Le père plaça la toile devant ses grandes oeuvres d’art. Chaque fois que quelqu’un visitait sa maison, il montrait avec fierté ce tableau peint à l’image de son fils. L’homme mourut quelques mois plus tard et on publia une vente aux enchères de toutes ses œuvres d’art.

Beaucoup de gens importants arrivèrent à l’endroit de la vente, le jour dit. Beaucoup attendaient impatiemment pour acheter des œuvres d’art. Parmi ces pièces de grande valeur, se trouvait le portrait de son fils. Le commissaire-priseur pilonna son marteau pour commencer la vente aux enchères:

– Nous allons commencer les enchères avec le portrait « LE FILS ». Qui se lance pour une première offre? Combien offrez-vous pour ce tableau?
Un grand silence s’installa… On entendit alors un cri du fond de la salle:

– Nous voulons voir les célèbres peintures: Van Gogh, Picasso!

-
Le commissaire-priseur insista:

- Quelqu’un veut offrir quelque chose pour cette peinture? 100,00$? 200,00$? Après une grande insistance du commissaire-priseur, une voix dit:

- Je donne 10,00$ pour la peinture. C’était le vieux jardinier de la maison. Comme il était un homme très pauvre, c’était le seul argent qu’il pouvait offrir.

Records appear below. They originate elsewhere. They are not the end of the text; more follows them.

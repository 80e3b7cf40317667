use option_overlay::engine::{break_even, cost, evaluate, valuate, LegSet, OptionLeg, StockPosition};
use option_overlay::report::{build, Report};
use option_overlay::strategy::recovery::{decide, RecoveryInputs, RecoveryPath};
use option_overlay::types::{AppConfig, Calculator};
use option_overlay::utils::math::round_to_cents;

use chrono::NaiveDate;

fn position() -> StockPosition {
    StockPosition::new(300, 46.01, 42.80)
}

fn put_only() -> LegSet {
    LegSet::new(vec![
        OptionLeg::long_put(46.0, 6.70, 45),
        OptionLeg::short_call(50.0, 2.00, 45).with_enabled(false),
    ])
}

#[test]
fn scenario_a_position_valuation() {
    let v = valuate(&position());
    assert_eq!(round_to_cents(v.initial_investment), 13_803.00);
    assert_eq!(round_to_cents(v.current_value), 12_840.00);
    assert_eq!(round_to_cents(v.unrealized_pl), -963.00);
}

#[test]
fn scenario_b_protective_put_break_even() {
    let legs = put_only();
    let costing = cost(&legs, 300);
    assert_eq!(round_to_cents(-costing.per_leg[0].cash_flow), 2_010.00);
    assert_eq!(round_to_cents(costing.net_premium_cash_flow), 2_010.00);

    let be = break_even(&position(), costing.net_premium_cash_flow).unwrap();
    assert_eq!(round_to_cents(be.total_cost_basis), 15_813.00);
    assert_eq!(round_to_cents(be.break_even_price), 52.71);
}

#[test]
fn scenario_c_worst_case_is_floored() {
    let legs = put_only();
    let costing = cost(&legs, 300);
    let r = evaluate(&position(), &legs, &costing, 0.0);
    assert_eq!(r.effective_stock_price, 46.0);
    assert_eq!(round_to_cents(r.position_value), 13_800.00);
    assert_eq!(round_to_cents(r.profit_loss), -2_013.00);
}

#[test]
fn scenario_d_wheel_exit() {
    let plan = decide(&RecoveryInputs {
        short_put_strike: 47.0,
        shares_if_assigned: 100,
        net_put_cost: (4.50 - 3.20) * 100.0,
        spot_after_assignment: 43.0,
        current_long_put_value: 4.50,
        new_put_premium: 2.50,
        new_put_days_to_expiry: 10,
        remaining_days_on_long_put: 35,
    });
    assert_eq!(round_to_cents(plan.total_cost_basis), 4_830.00);
    assert_eq!(round_to_cents(plan.exit.proceeds), 4_750.00);
    assert_eq!(round_to_cents(plan.exit.net), -80.00);
    assert_eq!(plan.recommendation, RecoveryPath::Exit);
}

#[test]
fn sample_config_file_reproduces_defaults() {
    let cfg = AppConfig::from_file("config/overlay.toml").expect("sample config should load");
    let as_of = cfg.as_of.expect("sample config pins as_of");
    assert_eq!(as_of, NaiveDate::from_ymd_opt(2025, 11, 5).unwrap());

    let reports = build(&cfg, &Calculator::ALL, as_of).unwrap();
    assert_eq!(reports.len(), 3);

    match &reports[0] {
        Report::Hedge(r) => assert_eq!(round_to_cents(r.break_even.break_even_price), 52.71),
        other => panic!("expected hedge report, got {}", other.name()),
    }
    match &reports[2] {
        Report::Wheel(r) => {
            assert_eq!(r.entry.days_remaining_on_long_put, 35);
            assert_eq!(round_to_cents(r.recovery.exit.net), -80.00);
            assert!(r.recovery.reconfigure.valid);
        }
        other => panic!("expected wheel report, got {}", other.name()),
    }
}

#[test]
fn json_output_keeps_non_finite_ratios_renderable() {
    let mut cfg = AppConfig::default();
    cfg.position.purchase_price = 0.0;
    cfg.hedge.put.enabled = false;
    let as_of = NaiveDate::from_ymd_opt(2025, 11, 5).unwrap();

    let reports = build(&cfg, &[Calculator::Hedge], as_of).unwrap();
    let value = serde_json::to_value(&reports).unwrap();
    // serde_json writes NaN/inf as null.
    assert!(value[0]["valuation"]["unrealized_pl_percent"].is_null());
    assert!(value[0]["valuation"]["current_value"].is_number());
}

– Nous avons 10,00$! Qui donne 20,00$? – S’écria le commissaire-priseur.

Personne ne répondit. Le commissaire-priseur pilonna alors le marteau:

- Un, deux! Adjugé vendu pour 10,00$!

Un homme au fond de la salle dit alors:

– Maintenant nous allons enfin commencer les enchères avec des pièces de valeur!

Le commissaire-priseur laissa de côté son marteau et dit:

– Je suis désolé, mesdames et messieurs, mais la vente aux enchères vient juste de finir.

– Mais et les peintures? – demandèrent les intéressés.

– Je suis vraiment désolé – dit le commissaire-priseur – lorsqu’on m’a appelé pour faire cette vente aux enchères, il y avait un secret stipulé dans le testament de l’ancien propriétaire. Seule la peinture «LE FILS» serait mise en vente aux enchères. Celui qui l’achèterait, hériterait de tous les biens de cet homme, y compris de ses célèbres tableaux. L’homme qui a acheté «LE FILS» possède désormais tout.

EN RÉSUMÉ: 

Celui qui a le Fils de Dieu a la vie éternelle et tout ce qu’elle contient, et celui qui n’a pas le Fils de Dieu n’a pas la vie. Il vivra l’éternité dans le lac de feu et de soufre avec le diable, les démons, la mort, l’enfer, la Bête et le Faux Prophète.

I Jean 5:12, Apocalypse 20:10,14,15.

Qui croit, amen, qui n’y croit, patience!